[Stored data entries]
# # # # # # #

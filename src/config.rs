// SPDX-License-Identifier: AGPL-3.0-or-later
//
// Copyright (C) 2026 Relational Network

//! # Runtime Configuration
//!
//! Configuration is read from the environment once at startup.
//!
//! ## Environment Variables
//!
//! | Variable | Description | Default |
//! |----------|-------------|---------|
//! | `MODE` | `ONLINE` or `OFFLINE` | Required |
//! | `NETWORK` | `MAINNET`, `TESTNET` or `DEVNET` | Required |
//! | `PORT` | Server bind port | Required |
//! | `HOST` | Server bind address | `0.0.0.0` |
//! | `TOMO` | Node JSON-RPC URL | `http://localhost:8545` |
//! | `TRACE_CONCURRENCY` | Maximum in-flight trace requests | `16` |
//! | `TRACER` | Tracer passed to the debug trace methods | `callTracer` |
//! | `TRACE_TIMEOUT` | Tracer timeout | `120s` |
//! | `TRACE_BY_BLOCK` | One block trace call instead of one per transaction | `false` |
//! | `LOG_FORMAT` | Logging format (`json` or `pretty`) | `pretty` |
//! | `RUST_LOG` | Log level filter | `info,tower_http=debug` |

use std::net::{IpAddr, SocketAddr};
use std::str::FromStr;

use url::Url;

use crate::chain::assembler::TraceConfig;

pub const MODE_ENV: &str = "MODE";
pub const NETWORK_ENV: &str = "NETWORK";
pub const PORT_ENV: &str = "PORT";
pub const HOST_ENV: &str = "HOST";
/// Node JSON-RPC endpoint. Ignored in offline mode.
pub const NODE_URL_ENV: &str = "TOMO";
pub const TRACE_CONCURRENCY_ENV: &str = "TRACE_CONCURRENCY";
pub const TRACER_ENV: &str = "TRACER";
pub const TRACE_TIMEOUT_ENV: &str = "TRACE_TIMEOUT";
pub const TRACE_BY_BLOCK_ENV: &str = "TRACE_BY_BLOCK";
pub const LOG_FORMAT_ENV: &str = "LOG_FORMAT";

pub const DEFAULT_HOST: &str = "0.0.0.0";
pub const DEFAULT_NODE_URL: &str = "http://localhost:8545";
pub const DEFAULT_LOG_FILTER: &str = "info,tower_http=debug";

/// Node version reported by `/network/options`.
pub const NODE_VERSION: &str = "v2.3.0";
pub const ROSETTA_VERSION: &str = "1.4.10";
pub const MIDDLEWARE_VERSION: &str = env!("CARGO_PKG_VERSION");

#[derive(Debug, Clone, PartialEq, Eq, thiserror::Error)]
pub enum ConfigError {
    #[error("{0} must be set")]
    Missing(&'static str),

    #[error("{name} has invalid value {value:?}: {reason}")]
    Invalid {
        name: &'static str,
        value: String,
        reason: String,
    },
}

impl ConfigError {
    fn invalid(name: &'static str, value: &str, reason: impl ToString) -> Self {
        Self::Invalid {
            name,
            value: value.to_string(),
            reason: reason.to_string(),
        }
    }
}

#[derive(Debug, Clone, Copy, PartialEq, Eq)]
pub enum Mode {
    Online,
    Offline,
}

impl FromStr for Mode {
    type Err = String;

    fn from_str(s: &str) -> Result<Self, Self::Err> {
        match s {
            "ONLINE" => Ok(Self::Online),
            "OFFLINE" => Ok(Self::Offline),
            other => Err(format!("expected ONLINE or OFFLINE, got {other}")),
        }
    }
}

/// Supported TomoChain networks.
#[derive(Debug, Clone, Copy, PartialEq, Eq)]
pub enum Network {
    Mainnet,
    Testnet,
    Devnet,
}

impl Network {
    pub fn chain_id(self) -> u64 {
        match self {
            Self::Mainnet => 88,
            Self::Testnet => 89,
            Self::Devnet => 1992,
        }
    }
}

impl FromStr for Network {
    type Err = String;

    fn from_str(s: &str) -> Result<Self, Self::Err> {
        match s {
            "MAINNET" => Ok(Self::Mainnet),
            "TESTNET" => Ok(Self::Testnet),
            "DEVNET" => Ok(Self::Devnet),
            other => Err(format!("expected MAINNET, TESTNET or DEVNET, got {other}")),
        }
    }
}

#[derive(Debug, Clone, Copy, PartialEq, Eq, Default)]
pub enum LogFormat {
    Json,
    #[default]
    Pretty,
}

impl FromStr for LogFormat {
    type Err = String;

    fn from_str(s: &str) -> Result<Self, Self::Err> {
        match s.to_ascii_lowercase().as_str() {
            "json" => Ok(Self::Json),
            "pretty" => Ok(Self::Pretty),
            other => Err(format!("expected json or pretty, got {other}")),
        }
    }
}

#[derive(Debug, Clone, PartialEq, Eq)]
pub struct Config {
    pub mode: Mode,
    pub network: Network,
    pub listen: SocketAddr,
    pub node_url: Url,
    pub trace: TraceConfig,
    pub log_format: LogFormat,
}

impl Config {
    pub fn from_env() -> Result<Self, ConfigError> {
        Self::from_lookup(|name| std::env::var(name).ok())
    }

    /// Build a configuration from an arbitrary variable source.
    pub fn from_lookup(lookup: impl Fn(&str) -> Option<String>) -> Result<Self, ConfigError> {
        let required = |name: &'static str| lookup(name).ok_or(ConfigError::Missing(name));

        let mode = {
            let raw = required(MODE_ENV)?;
            Mode::from_str(&raw).map_err(|e| ConfigError::invalid(MODE_ENV, &raw, e))?
        };
        let network = {
            let raw = required(NETWORK_ENV)?;
            Network::from_str(&raw).map_err(|e| ConfigError::invalid(NETWORK_ENV, &raw, e))?
        };
        let port: u16 = {
            let raw = required(PORT_ENV)?;
            raw.parse().map_err(|e| ConfigError::invalid(PORT_ENV, &raw, e))?
        };
        let host: IpAddr = {
            let raw = lookup(HOST_ENV).unwrap_or_else(|| DEFAULT_HOST.to_string());
            raw.parse().map_err(|e| ConfigError::invalid(HOST_ENV, &raw, e))?
        };
        let node_url = {
            let raw = lookup(NODE_URL_ENV).unwrap_or_else(|| DEFAULT_NODE_URL.to_string());
            Url::parse(&raw).map_err(|e| ConfigError::invalid(NODE_URL_ENV, &raw, e))?
        };

        let mut trace = TraceConfig::default();
        if let Some(raw) = lookup(TRACE_CONCURRENCY_ENV) {
            trace.concurrency = match raw.parse::<usize>() {
                Ok(0) => {
                    return Err(ConfigError::invalid(
                        TRACE_CONCURRENCY_ENV,
                        &raw,
                        "must be at least 1",
                    ))
                }
                Ok(n) => n,
                Err(e) => return Err(ConfigError::invalid(TRACE_CONCURRENCY_ENV, &raw, e)),
            };
        }
        if let Some(tracer) = lookup(TRACER_ENV) {
            trace.tracer = tracer;
        }
        if let Some(timeout) = lookup(TRACE_TIMEOUT_ENV) {
            trace.timeout = timeout;
        }
        if let Some(raw) = lookup(TRACE_BY_BLOCK_ENV) {
            trace.by_block = raw
                .parse()
                .map_err(|e| ConfigError::invalid(TRACE_BY_BLOCK_ENV, &raw, e))?;
        }

        let log_format = match lookup(LOG_FORMAT_ENV) {
            Some(raw) => {
                LogFormat::from_str(&raw).map_err(|e| ConfigError::invalid(LOG_FORMAT_ENV, &raw, e))?
            }
            None => LogFormat::default(),
        };

        Ok(Self {
            mode,
            network,
            listen: SocketAddr::new(host, port),
            node_url,
            trace,
            log_format,
        })
    }

    pub fn is_online(&self) -> bool {
        self.mode == Mode::Online
    }
}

# # # # # # #

[Task details] Every entry should be printed again exactly as written.

[Answer for this exercise]
filename src/config.rs
// SPDX-License-Identifier: AGPL-3.0-or-later
//
// Copyright (C) 2026 Relational Network

//! # Runtime Configuration
//!
//! Configuration is read from the environment once at startup.
//!
//! ## Environment Variables
//!
//! | Variable | Description | Default |
//! |----------|-------------|---------|
//! | `MODE` | `ONLINE` or `OFFLINE` | Required |
//! | `NETWORK` | `MAINNET`, `TESTNET` or `DEVNET` | Required |
//! | `PORT` | Server bind port | Required |
//! | `HOST` | Server bind address | `0.0.0.0` |
//! | `TOMO` | Node JSON-RPC URL | `http://localhost:8545` |
//! | `TRACE_CONCURRENCY` | Maximum in-flight trace requests | `16` |
//! | `TRACER` | Tracer passed to the debug trace methods | `callTracer` |
//! | `TRACE_TIMEOUT` | Tracer timeout | `120s` |
//! | `TRACE_BY_BLOCK` | One block trace call instead of one per transaction | `false` |
//! | `LOG_FORMAT` | Logging format (`json` or `pretty`) | `pretty` |
//! | `RUST_LOG` | Log level filter | `info,tower_http=debug` |

use std::net::{IpAddr, SocketAddr};
use std::str::FromStr;

use url::Url;

use crate::chain::assembler::TraceConfig;

pub const MODE_ENV: &str = "MODE";
pub const NETWORK_ENV: &str = "NETWORK";
pub const PORT_ENV: &str = "PORT";
pub const HOST_ENV: &str = "HOST";
/// Node JSON-RPC endpoint. Ignored in offline mode.
pub const NODE_URL_ENV: &str = "TOMO";
pub const TRACE_CONCURRENCY_ENV: &str = "TRACE_CONCURRENCY";
pub const TRACER_ENV: &str = "TRACER";
pub const TRACE_TIMEOUT_ENV: &str = "TRACE_TIMEOUT";
pub const TRACE_BY_BLOCK_ENV: &str = "TRACE_BY_BLOCK";
pub const LOG_FORMAT_ENV: &str = "LOG_FORMAT";

pub const DEFAULT_HOST: &str = "0.0.0.0";
pub const DEFAULT_NODE_URL: &str = "http://localhost:8545";
pub const DEFAULT_LOG_FILTER: &str = "info,tower_http=debug";

/// Node version reported by `/network/options`.
pub const NODE_VERSION: &str = "v2.3.0";
pub const ROSETTA_VERSION: &str = "1.4.10";
pub const MIDDLEWARE_VERSION: &str = env!("CARGO_PKG_VERSION");

#[derive(Debug, Clone, PartialEq, Eq, thiserror::Error)]
pub enum ConfigError {
    #[error("{0} must be set")]
    Missing(&'static str),

    #[error("{name} has invalid value {value:?}: {reason}")]
    Invalid {
        name: &'static str,
        value: String,
        reason: String,
    },
}

impl ConfigError {
    fn invalid(name: &'static str, value: &str, reason: impl ToString) -> Self {
        Self::Invalid {
            name,
            value: value.to_string(),
            reason: reason.to_string(),
        }
    }
}

#[derive(Debug, Clone, Copy, PartialEq, Eq)]
pub enum Mode {
    Online,
    Offline,
}

impl FromStr for Mode {
    type Err = String;

    fn from_str(s: &str) -> Result<Self, Self::Err> {
        match s {
            "ONLINE" => Ok(Self::Online),
            "OFFLINE" => Ok(Self::Offline),
            other => Err(format!("expected ONLINE or OFFLINE, got {other}")),
        }
    }
}

/// Supported TomoChain networks.
#[derive(Debug, Clone, Copy, PartialEq, Eq)]
pub enum Network {
    Mainnet,
    Testnet,
    Devnet,
}

impl Network {
    pub fn chain_id(self) -> u64 {
        match self {
            Self::Mainnet => 88,
            Self::Testnet => 89,
            Self::Devnet => 1992,
        }
    }
}

impl FromStr for Network {
    type Err = String;

    fn from_str(s: &str) -> Result<Self, Self::Err> {
        match s {
            "MAINNET" => Ok(Self::Mainnet),
            "TESTNET" => Ok(Self::Testnet),
            "DEVNET" => Ok(Self::Devnet),
            other => Err(format!("expected MAINNET, TESTNET or DEVNET, got {other}")),
        }
    }
}

#[derive(Debug, Clone, Copy, PartialEq, Eq, Default)]
pub enum LogFormat {
    Json,
    #[default]
    Pretty,
}

impl FromStr for LogFormat {
    type Err = String;

    fn from_str(s: &str) -> Result<Self, Self::Err> {
        match s.to_ascii_lowercase().as_str() {
            "json" => Ok(Self::Json),
            "pretty" => Ok(Self::Pretty),
            other => Err(format!("expected json or pretty, got {other}")),
        }
    }
}

#[derive(Debug, Clone, PartialEq, Eq)]
pub struct Config {
    pub mode: Mode,
    pub network: Network,
    pub listen: SocketAddr,
    pub node_url: Url,
    pub trace: TraceConfig,
    pub log_format: LogFormat,
}

impl Config {
    pub fn from_env() -> Result<Self, ConfigError> {
        Self::from_lookup(|name| std::env::var(name).ok())
    }

    /// Build a configuration from an arbitrary variable source.
    pub fn from_lookup(lookup: impl Fn(&str) -> Option<String>) -> Result<Self, ConfigError> {
        let required = |name: &'static str| lookup(name).ok_or(ConfigError::Missing(name));

        let mode = {
            let raw = required(MODE_ENV)?;
            Mode::from_str(&raw).map_err(|e| ConfigError::invalid(MODE_ENV, &raw, e))?
        };
        let network = {
            let raw = required(NETWORK_ENV)?;
            Network::from_str(&raw).map_err(|e| ConfigError::invalid(NETWORK_ENV, &raw, e))?
        };
        let port: u16 = {
            let raw = required(PORT_ENV)?;
            raw.parse().map_err(|e| ConfigError::invalid(PORT_ENV, &raw, e))?
        };
        let host: IpAddr = {
            let raw = lookup(HOST_ENV).unwrap_or_else(|| DEFAULT_HOST.to_string());
            raw.parse().map_err(|e| ConfigError::invalid(HOST_ENV, &raw, e))?
        };
        let node_url = {
            let raw = lookup(NODE_URL_ENV).unwrap_or_else(|| DEFAULT_NODE_URL.to_string());
            Url::parse(&raw).map_err(|e| ConfigError::invalid(NODE_URL_ENV, &raw, e))?
        };

        let mut trace = TraceConfig::default();
        if let Some(raw) = lookup(TRACE_CONCURRENCY_ENV) {
            trace.concurrency = match raw.parse::<usize>() {
                Ok(0) => {
                    return Err(ConfigError::invalid(
                        TRACE_CONCURRENCY_ENV,
                        &raw,
                        "must be at least 1",
                    ))
                }
                Ok(n) => n,
                Err(e) => return Err(ConfigError::invalid(TRACE_CONCURRENCY_ENV, &raw, e)),
            };
        }
        if let Some(tracer) = lookup(TRACER_ENV) {
            trace.tracer = tracer;
        }
        if let Some(timeout) = lookup(TRACE_TIMEOUT_ENV) {
            trace.timeout = timeout;
        }
        if let Some(raw) = lookup(TRACE_BY_BLOCK_ENV) {
            trace.by_block = raw
                .parse()
                .map_err(|e| ConfigError::invalid(TRACE_BY_BLOCK_ENV, &raw, e))?;
        }

        let log_format = match lookup(LOG_FORMAT_ENV) {
            Some(raw) => {
                LogFormat::from_str(&raw).map_err(|e| ConfigError::invalid(LOG_FORMAT_ENV, &raw, e))?
            }
            None => LogFormat::default(),
        };

        Ok(Self {
            mode,
            network,
            listen: SocketAddr::new(host, port),
            node_url,
            trace,
            log_format,
        })
    }

    pub fn is_online(&self) -> bool {
        self.mode == Mode::Online
    }
}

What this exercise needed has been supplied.